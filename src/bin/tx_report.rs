//! Transaction log verification CLI.
//!
//! Replays a shardload transaction log, re-queries every recorded hash
//! against the network, and writes JSON and text reports.

use std::path::PathBuf;

use chrono::{DateTime, Utc};
use clap::{Parser, Subcommand};
use color_eyre::eyre::{eyre, Context, Result};

use shardload::analysis::{self, TimeWindow};
use shardload::config;
use shardload::rpc::HttpRpc;

#[derive(Parser)]
#[command(name = "tx-report")]
#[command(about = "Verify shardload transaction logs against the network")]
#[command(version)]
struct Cli {
    #[command(subcommand)]
    command: Commands,

    /// Path to the run configuration YAML file
    #[arg(short, long)]
    config: PathBuf,

    /// Transaction log to analyze
    #[arg(short, long, default_value = "shardload_tx.log")]
    log: PathBuf,

    /// Output directory for reports
    #[arg(short, long, default_value = "report_output")]
    output: PathBuf,

    /// Only count records at or after this RFC 3339 timestamp
    #[arg(long)]
    from: Option<String>,

    /// Only count records before this RFC 3339 timestamp
    #[arg(long)]
    to: Option<String>,

    /// Log level (trace, debug, info, warn, error)
    #[arg(long, default_value = "info")]
    log_level: String,

    /// Number of parallel workers (0 = auto-detect)
    #[arg(short = 'j', long, default_value = "0")]
    threads: usize,
}

#[derive(Subcommand)]
enum Commands {
    /// Re-query every hash and write full reports
    Verify,

    /// Parse the log and print counts without touching the network
    Summary,
}

fn parse_timestamp(value: &str) -> Result<DateTime<Utc>> {
    DateTime::parse_from_rfc3339(value)
        .map(|t| t.with_timezone(&Utc))
        .map_err(|e| eyre!("Invalid timestamp {value:?}: {e}"))
}

fn main() -> Result<()> {
    color_eyre::install()?;
    let cli = Cli::parse();

    env_logger::Builder::from_env(env_logger::Env::default().default_filter_or(&cli.log_level))
        .init();

    if cli.threads > 0 {
        rayon::ThreadPoolBuilder::new()
            .num_threads(cli.threads)
            .build_global()
            .context("Failed to configure thread pool")?;
    }

    let window = TimeWindow {
        start: cli.from.as_deref().map(parse_timestamp).transpose()?,
        end: cli.to.as_deref().map(parse_timestamp).transpose()?,
    };

    log::info!("Parsing {}...", cli.log.display());
    let parsed = analysis::parse_log(&cli.log, &window)?;

    match cli.command {
        Commands::Summary => {
            println!("Records:            {}", parsed.records.len());
            println!("Duplicates dropped: {}", parsed.duplicates_dropped);
            println!("Malformed lines:    {}", parsed.malformed_lines);
            println!("Outside window:     {}", parsed.outside_window);
            Ok(())
        }
        Commands::Verify => {
            let cfg = config::load_config(&cli.config)?;
            let rpc = HttpRpc::from_config(&cfg.network)?;

            log::info!(
                "Verifying {} records against {} shard endpoints...",
                parsed.records.len(),
                cfg.network.endpoints.len()
            );
            let report = analysis::build_report(&parsed, &rpc, &cli.log, &window);

            std::fs::create_dir_all(&cli.output).with_context(|| {
                format!("Failed to create output directory {}", cli.output.display())
            })?;
            analysis::generate_json_report(&report, &cli.output.join("verification.json"))?;
            analysis::generate_text_report(&report, &cli.output.join("verification.txt"))?;
            analysis::print_summary(&report);
            Ok(())
        }
    }
}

**WORK INSTRUCTION:**
Please give again the lines above between the line holding "#[command(version)]" and the line holding "let cfg = config::load_config(&cli.config)?;", inclusive, exactly as they are and with nothing added.

**SOLUTION FOR THIS EXERCISE:**
#[command(version)]
struct Cli {
    #[command(subcommand)]
    command: Commands,

    /// Path to the run configuration YAML file
    #[arg(short, long)]
    config: PathBuf,

    /// Transaction log to analyze
    #[arg(short, long, default_value = "shardload_tx.log")]
    log: PathBuf,

    /// Output directory for reports
    #[arg(short, long, default_value = "report_output")]
    output: PathBuf,

    /// Only count records at or after this RFC 3339 timestamp
    #[arg(long)]
    from: Option<String>,

    /// Only count records before this RFC 3339 timestamp
    #[arg(long)]
    to: Option<String>,

    /// Log level (trace, debug, info, warn, error)
    #[arg(long, default_value = "info")]
    log_level: String,

    /// Number of parallel workers (0 = auto-detect)
    #[arg(short = 'j', long, default_value = "0")]
    threads: usize,
}

#[derive(Subcommand)]
enum Commands {
    /// Re-query every hash and write full reports
    Verify,

    /// Parse the log and print counts without touching the network
    Summary,
}

fn parse_timestamp(value: &str) -> Result<DateTime<Utc>> {
    DateTime::parse_from_rfc3339(value)
        .map(|t| t.with_timezone(&Utc))
        .map_err(|e| eyre!("Invalid timestamp {value:?}: {e}"))
}

fn main() -> Result<()> {
    color_eyre::install()?;
    let cli = Cli::parse();

    env_logger::Builder::from_env(env_logger::Env::default().default_filter_or(&cli.log_level))
        .init();

    if cli.threads > 0 {
        rayon::ThreadPoolBuilder::new()
            .num_threads(cli.threads)
            .build_global()
            .context("Failed to configure thread pool")?;
    }

    let window = TimeWindow {
        start: cli.from.as_deref().map(parse_timestamp).transpose()?,
        end: cli.to.as_deref().map(parse_timestamp).transpose()?,
    };

    log::info!("Parsing {}...", cli.log.display());
    let parsed = analysis::parse_log(&cli.log, &window)?;

    match cli.command {
        Commands::Summary => {
            println!("Records:            {}", parsed.records.len());
            println!("Duplicates dropped: {}", parsed.duplicates_dropped);
            println!("Malformed lines:    {}", parsed.malformed_lines);
            println!("Outside window:     {}", parsed.outside_window);
            Ok(())
        }
        Commands::Verify => {
            let cfg = config::load_config(&cli.config)?;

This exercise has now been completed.